Saved data entries
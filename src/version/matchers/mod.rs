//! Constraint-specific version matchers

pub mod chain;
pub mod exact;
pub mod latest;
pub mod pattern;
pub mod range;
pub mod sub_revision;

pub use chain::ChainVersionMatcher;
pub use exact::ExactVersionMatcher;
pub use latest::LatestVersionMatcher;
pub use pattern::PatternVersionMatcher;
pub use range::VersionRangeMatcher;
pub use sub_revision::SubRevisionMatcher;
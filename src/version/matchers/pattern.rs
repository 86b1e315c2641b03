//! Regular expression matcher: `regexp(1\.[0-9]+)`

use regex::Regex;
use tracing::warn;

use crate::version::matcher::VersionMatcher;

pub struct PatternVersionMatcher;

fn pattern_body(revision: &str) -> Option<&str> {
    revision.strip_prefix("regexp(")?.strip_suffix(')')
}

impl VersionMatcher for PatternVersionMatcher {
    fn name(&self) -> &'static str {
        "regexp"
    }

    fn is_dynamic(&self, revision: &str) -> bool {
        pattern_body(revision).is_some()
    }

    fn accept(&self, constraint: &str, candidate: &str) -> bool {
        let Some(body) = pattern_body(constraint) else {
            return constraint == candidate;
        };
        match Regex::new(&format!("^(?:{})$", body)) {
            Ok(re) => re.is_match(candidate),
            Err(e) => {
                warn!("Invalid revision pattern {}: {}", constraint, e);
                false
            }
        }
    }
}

#### YOUR OBJECTIVE
In your reply, restate every entry exactly.

#### RESPONSE
filename src/version/matchers/mod.rs
//! Constraint-specific version matchers

pub mod chain;
pub mod exact;
pub mod latest;
pub mod pattern;
pub mod range;
pub mod sub_revision;

pub use chain::ChainVersionMatcher;
pub use exact::ExactVersionMatcher;
pub use latest::LatestVersionMatcher;
pub use pattern::PatternVersionMatcher;
pub use range::VersionRangeMatcher;
pub use sub_revision::SubRevisionMatcher;
filename src/version/matchers/pattern.rs
repository 86b1e315c2641b03
//! Regular expression matcher: `regexp(1\.[0-9]+)`

use regex::Regex;
use tracing::warn;

use crate::version::matcher::VersionMatcher;

pub struct PatternVersionMatcher;

fn pattern_body(revision: &str) -> Option<&str> {
    revision.strip_prefix("regexp(")?.strip_suffix(')')
}

impl VersionMatcher for PatternVersionMatcher {
    fn name(&self) -> &'static str {
        "regexp"
    }

    fn is_dynamic(&self, revision: &str) -> bool {
        pattern_body(revision).is_some()
    }

    fn accept(&self, constraint: &str, candidate: &str) -> bool {
        let Some(body) = pattern_body(constraint) else {
            return constraint == candidate;
        };
        match Regex::new(&format!("^(?:{})$", body)) {
            Ok(re) => re.is_match(candidate),
            Err(e) => {
                warn!("Invalid revision pattern {}: {}", constraint, e);
                false
            }
        }
    }
}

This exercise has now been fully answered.